--- What to work on ---
Return each line of the material below exactly. Begin at the first and end on the line with "let transport = Arc::new(FakeTransport::new());".

________________

#[cfg(test)]
mod tests {
    use super::*;
    use crate::auth::{FakeSignInGate, RefreshToken};
    use crate::storage::MemoryStore;
    use crate::transport::{FakeOutcome, FakeTransport};

    const BASE: &str = "http://api.test";

    struct Harness {
        client: Arc<ApiClient>,
        transport: Arc<FakeTransport>,
        store: Arc<MemoryStore>,
        gate: Arc<FakeSignInGate>,
    }

    fn harness(with_credentials: bool) -> Harness {
        let transport = Arc::new(FakeTransport::new());
        let store = Arc::new(MemoryStore::new());
        let gate = Arc::new(FakeSignInGate::new());
        let client = Arc::new(ApiClient::new(
            transport.clone(),
            store.clone(),
            gate.clone(),
            ApiConfig {
                base_url: BASE.to_string(),
                ..ApiConfig::default()
            },
        ));
        if with_credentials {
            client.credentials().save(&CredentialPair {
                access_token: AccessToken("T1".to_string()),
                refresh_token: RefreshToken("R1".to_string()),
            });
        }
        Harness {
            client,
            transport,
            store,
            gate,
        }
    }

    fn url(path: &str) -> String {
        format!("{}{}", BASE, path)
    }

    fn refresh_ok(transport: &FakeTransport, latency_ms: u64) {
        transport.script(
            Method::Post,
            &url("/auth/refresh"),
            FakeOutcome::ok(r#"{"accessToken":"T2","refreshToken":"R2"}"#)
                .with_latency(Duration::from_millis(latency_ms)),
        );
    }

    #[tokio::test(start_paused = true)]
    async fn refresh_then_replay_with_new_token() {
        let h = harness(true);
        h.transport
            .script(Method::Get, &url("/users/me"), FakeOutcome::status(401, ""));
        refresh_ok(&h.transport, 0);
        h.transport.script(
            Method::Get,
            &url("/users/me"),
            FakeOutcome::ok(r#"{"id":"u1"}"#),
        );

        let me: serde_json::Value = h.client.request(Method::Get, "/users/me", None).await.unwrap();
        assert_eq!(me["id"], "u1");

        // The persisted pair is rotated and the replay carries the new token.
        assert_eq!(
            h.client.credentials().load(),
            Some(CredentialPair {
                access_token: AccessToken("T2".to_string()),
                refresh_token: RefreshToken("R2".to_string()),
            })
        );
        let log = h.transport.log();
        assert_eq!(log.len(), 3);
        assert_eq!(log[0].header("authorization"), Some("Bearer T1"));
        assert_eq!(log[2].header("authorization"), Some("Bearer T2"));
        assert_eq!(h.transport.calls_to(Method::Post, &url("/auth/refresh")), 1);
    }

    #[tokio::test(start_paused = true)]
    async fn concurrent_failures_share_one_refresh_and_replay_in_order() {
        let h = harness(true);
        for (path, latency) in [("/a", 10), ("/b", 20), ("/c", 30)] {
            h.transport.script(
                Method::Get,
                &url(path),
                FakeOutcome::status(401, "").with_latency(Duration::from_millis(latency)),
            );
            h.transport.script(
                Method::Get,
                &url(path),
                FakeOutcome::ok(&format!(r#"{{"from":"{}"}}"#, path)),
            );
        }
        refresh_ok(&h.transport, 100);

        let mut handles = Vec::new();
        for path in ["/a", "/b", "/c"] {
            let client = h.client.clone();
            handles.push(tokio::spawn(async move {
                client
                    .request::<serde_json::Value>(Method::Get, path, None)
                    .await
            }));
        }
        for (handle, path) in handles.into_iter().zip(["/a", "/b", "/c"]) {
            let value = handle.await.unwrap().unwrap();
            assert_eq!(value["from"], path);
        }

        assert_eq!(h.transport.calls_to(Method::Post, &url("/auth/refresh")), 1);

        // /a led the refresh, so /b and /c replay first in queue order and
        // the triggering request goes last. All replays carry the new token.
        let log = h.transport.log();
        let replays: Vec<_> = log[4..].iter().map(|r| r.url.clone()).collect();
        assert_eq!(replays, vec![url("/b"), url("/c"), url("/a")]);
        for request in &log[4..] {
            assert_eq!(request.header("authorization"), Some("Bearer T2"));
        }
    }

    #[tokio::test(start_paused = true)]
    async fn second_authorization_failure_is_final() {
        let h = harness(true);
        h.transport
            .script(Method::Get, &url("/me"), FakeOutcome::status(401, ""));
        refresh_ok(&h.transport, 0);
        h.transport
            .script(Method::Get, &url("/me"), FakeOutcome::status(401, ""));

        let err = h
            .client
            .request::<serde_json::Value>(Method::Get, "/me", None)
            .await
            .unwrap_err();
        assert!(matches!(err, ClientError::Http { status: 401, .. }));
        assert_eq!(h.transport.calls_to(Method::Post, &url("/auth/refresh")), 1);
    }

    #[tokio::test(start_paused = true)]
    async fn refresh_failure_ends_the_session_for_all_waiters() {
        let h = harness(true);
        for (path, latency) in [("/a", 10), ("/b", 20)] {
            h.transport.script(
                Method::Get,
                &url(path),
                FakeOutcome::status(401, "").with_latency(Duration::from_millis(latency)),
            );
        }
        h.transport.script(
            Method::Post,
            &url("/auth/refresh"),
            FakeOutcome::status(401, "").with_latency(Duration::from_millis(100)),
        );

        let mut handles = Vec::new();
        for path in ["/a", "/b"] {
            let client = h.client.clone();
            handles.push(tokio::spawn(async move {
                client
                    .request::<serde_json::Value>(Method::Get, path, None)
                    .await
            }));
        }
        for handle in handles {
            let err = handle.await.unwrap().unwrap_err();
            assert!(matches!(err, ClientError::SessionExpired(_)));
        }

        assert_eq!(h.client.credentials().load(), None);
        assert_eq!(h.gate.redirects(), 1);
        assert_eq!(h.transport.calls_to(Method::Post, &url("/auth/refresh")), 1);
    }

    #[tokio::test(start_paused = true)]
    async fn non_authorization_failures_pass_through() {
        let h = harness(true);
        h.transport
            .script(Method::Get, &url("/x"), FakeOutcome::status(500, "boom"));

        let err = h
            .client
            .request::<serde_json::Value>(Method::Get, "/x", None)
            .await
            .unwrap_err();
        assert!(matches!(err, ClientError::Http { status: 500, .. }));

        // No refresh attempted and credentials untouched.
        assert_eq!(h.transport.calls_to(Method::Post, &url("/auth/refresh")), 0);
        assert!(h.client.credentials().load().is_some());
    }

    #[tokio::test(start_paused = true)]
    async fn missing_credentials_fail_without_a_refresh_call() {
        let h = harness(false);
        h.transport
            .script(Method::Get, &url("/me"), FakeOutcome::status(401, ""));

        let err = h
            .client
            .request::<serde_json::Value>(Method::Get, "/me", None)
            .await
            .unwrap_err();
        assert!(matches!(err, ClientError::SessionExpired(_)));
        assert_eq!(h.transport.calls_to(Method::Post, &url("/auth/refresh")), 0);
        assert_eq!(h.gate.redirects(), 1);
    }

    #[tokio::test(start_paused = true)]
    async fn sign_in_persists_the_pair_and_sign_out_destroys_it() {
        let h = harness(false);
        h.transport.script(
            Method::Post,
            &url("/auth/login"),
            FakeOutcome::ok(r#"{"accessToken":"T1","refreshToken":"R1"}"#),
        );

        h.client.sign_in("alice", "secret").await.unwrap();
        assert!(h.client.credentials().load().is_some());
        assert!(h.store.get("auth.credentials").is_some());

        h.client.sign_out();
        assert_eq!(h.client.credentials().load(), None);
    }
}
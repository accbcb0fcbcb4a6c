use std::sync::Arc;

use serde::{Deserialize, Serialize};

use crate::storage::KeyValueStore;

#[derive(Debug, Clone, PartialEq, Eq, Serialize, Deserialize)]
pub struct AccessToken(pub String);

#[derive(Debug, Clone, PartialEq, Eq, Serialize, Deserialize)]
pub struct RefreshToken(pub String);

/// The one credential pair the client owns. Mutated only by a successful
/// sign-in or refresh, destroyed on sign-out or terminal refresh failure.
#[derive(Debug, Clone, PartialEq, Eq, Serialize, Deserialize)]
#[serde(rename_all = "camelCase")]
pub struct CredentialPair {
    pub access_token: AccessToken,
    pub refresh_token: RefreshToken,
}

const CREDENTIALS_KEY: &str = "auth.credentials";

/// Persisted home of the credential pair. A stored value that fails to
/// parse is discarded, so a corrupt blob reads as "signed out".
pub struct CredentialStore {
    store: Arc<dyn KeyValueStore>,
}

impl CredentialStore {
    pub fn new(store: Arc<dyn KeyValueStore>) -> Self {
        Self { store }
    }

    pub fn load(&self) -> Option<CredentialPair> {
        let raw = self.store.get(CREDENTIALS_KEY)?;
        match serde_json::from_str(&raw) {
            Ok(pair) => Some(pair),
            Err(e) => {
                tracing::warn!("discarding corrupt credential blob: {}", e);
                self.store.remove(CREDENTIALS_KEY);
                None
            }
        }
    }

    pub fn save(&self, pair: &CredentialPair) {
        match serde_json::to_string(pair) {
            Ok(raw) => self.store.set(CREDENTIALS_KEY, raw),
            Err(e) => tracing::error!("failed to serialize credentials: {}", e),
        }
    }

    pub fn clear(&self) {
        self.store.remove(CREDENTIALS_KEY);
    }
}

#[cfg(test)]
mod tests {
    use super::*;
    use crate::storage::MemoryStore;

    fn pair(access: &str, refresh: &str) -> CredentialPair {
        CredentialPair {
            access_token: AccessToken(access.to_string()),
            refresh_token: RefreshToken(refresh.to_string()),
        }
    }

    #[test]
    fn save_load_clear() {
        let store = Arc::new(MemoryStore::new());
        let creds = CredentialStore::new(store);

        assert_eq!(creds.load(), None);

        creds.save(&pair("T1", "R1"));
        assert_eq!(creds.load(), Some(pair("T1", "R1")));

        creds.save(&pair("T2", "R2"));
        assert_eq!(creds.load(), Some(pair("T2", "R2")));

        creds.clear();
        assert_eq!(creds.load(), None);
    }

    #[test]
    fn corrupt_blob_reads_as_absent_and_is_removed() {
        let store = Arc::new(MemoryStore::new());
        store.set("auth.credentials", "{not json".to_string());

        let creds = CredentialStore::new(store.clone());
        assert_eq!(creds.load(), None);
        assert_eq!(store.get("auth.credentials"), None);
    }

    #[test]
    fn pair_uses_camel_case_on_the_wire() {
        let raw = serde_json::to_string(&pair("T2", "R2")).unwrap();
        assert_eq!(raw, r#"{"accessToken":"T2","refreshToken":"R2"}"#);
    }
}
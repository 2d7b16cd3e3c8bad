pub mod client;
pub mod espn;

use client::{ApiResult, map_event};
use espn::EspnEvent;
use std::fmt;

// ---------------------------------------------------------------------------
// Domain types — clean model, independent of ESPN wire format
// ---------------------------------------------------------------------------

/// Every event on the league scoreboard, in the order ESPN lists them.
#[derive(Debug, Clone, Default)]
pub struct Scoreboard {
    events: Vec<EspnEvent>,
}

impl Scoreboard {
    pub fn len(&self) -> usize {
        self.events.len()
    }

    pub fn is_empty(&self) -> bool {
        self.events.is_empty()
    }

    /// Map events one at a time, so a malformed event only fails its own slot.
    pub fn games(&self) -> impl Iterator<Item = ApiResult<Game>> + '_ {
        self.events.iter().map(map_event)
    }
}

#[derive(Debug, Clone, Default, PartialEq, Eq)]
pub struct Game {
    pub status: String, // status.type.detail, e.g. "Final", "Bot 7th"
    pub away: TeamLine,
    pub home: TeamLine,
}

impl fmt::Display for Game {
    fn fmt(&self, f: &mut fmt::Formatter<'_>) -> fmt::Result {
        write!(
            f,
            "{} ({}) vs {} ({}) - Status: {}",
            self.away.name, self.away.score, self.home.name, self.home.score, self.status
        )
    }
}

#[derive(Debug, Clone, Default, PartialEq, Eq)]
pub struct TeamLine {
    pub name: String,  // "Boston Red Sox"
    pub score: String, // kept as ESPN sent it; "0" when missing
}

#[derive(Debug, Clone, Copy, PartialEq, Eq)]
pub enum HomeAway {
    Home,
    Away,
}

impl HomeAway {
    pub fn parse(s: &str) -> Option<Self> {
        match s {
            "home" => Some(HomeAway::Home),
            "away" => Some(HomeAway::Away),
            _ => None,
        }
    }

    pub fn label(&self) -> &'static str {
        match self {
            HomeAway::Home => "home",
            HomeAway::Away => "away",
        }
    }
}
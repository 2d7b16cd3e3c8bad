/// ESPN API raw wire types — serde shapes for deserializing ESPN responses.
/// These map to our clean domain types in client.rs.
use serde::Deserialize;
use serde_json::Value;

// ---------------------------------------------------------------------------
// Scoreboard  (site v2 API)
// ---------------------------------------------------------------------------

#[derive(Debug, Deserialize, Default, Clone)]
pub struct ScoreboardResponse {
    pub events: Option<Vec<EspnEvent>>,
}

#[derive(Debug, Deserialize, Default, Clone)]
pub struct EspnEvent {
    pub id: Option<String>,
    pub name: Option<String>, // "New York Yankees at Boston Red Sox"
    pub competitions: Option<Vec<EspnCompetition>>,
}

impl EspnEvent {
    /// Short label for error messages: the event name, falling back to its id.
    pub fn label(&self) -> &str {
        self.name
            .as_deref()
            .or(self.id.as_deref())
            .unwrap_or("<unnamed event>")
    }
}

#[derive(Debug, Deserialize, Default, Clone)]
pub struct EspnCompetition {
    pub status: Option<EspnStatus>,
    pub competitors: Option<Vec<EspnCompetitor>>,
}

#[derive(Debug, Deserialize, Clone)]
pub struct EspnStatus {
    #[serde(rename = "type")]
    pub status_type: Option<EspnStatusType>,
}

#[derive(Debug, Deserialize, Clone)]
pub struct EspnStatusType {
    pub detail: Option<String>, // "Final", "Top 5th", "7/4 - 7:05 PM EDT"
}

#[derive(Debug, Deserialize, Clone, Default)]
pub struct EspnCompetitor {
    #[serde(rename = "homeAway")]
    pub home_away: Option<String>, // "home" | "away"
    pub team: Option<EspnTeam>,
    pub score: Option<Value>, // opaque; usually a string, `null` when not started
}

#[derive(Debug, Deserialize, Clone)]
pub struct EspnTeam {
    #[serde(rename = "displayName")]
    pub display_name: Option<String>,
}

/// Render a score the way ESPN sent it: strings bare, anything else as JSON.
pub fn score_text(score: &Value) -> String {
    match score {
        Value::String(s) => s.clone(),
        other => other.to_string(),
    }
}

________________

--- Answer for this exercise ---
#[cfg(test)]
mod tests {
    use super::*;
    use crate::auth::{FakeSignInGate, RefreshToken};
    use crate::storage::MemoryStore;
    use crate::transport::{FakeOutcome, FakeTransport};

    const BASE: &str = "http://api.test";

    struct Harness {
        client: Arc<ApiClient>,
        transport: Arc<FakeTransport>,
        store: Arc<MemoryStore>,
        gate: Arc<FakeSignInGate>,
    }

    fn harness(with_credentials: bool) -> Harness {
        let transport = Arc::new(FakeTransport::new());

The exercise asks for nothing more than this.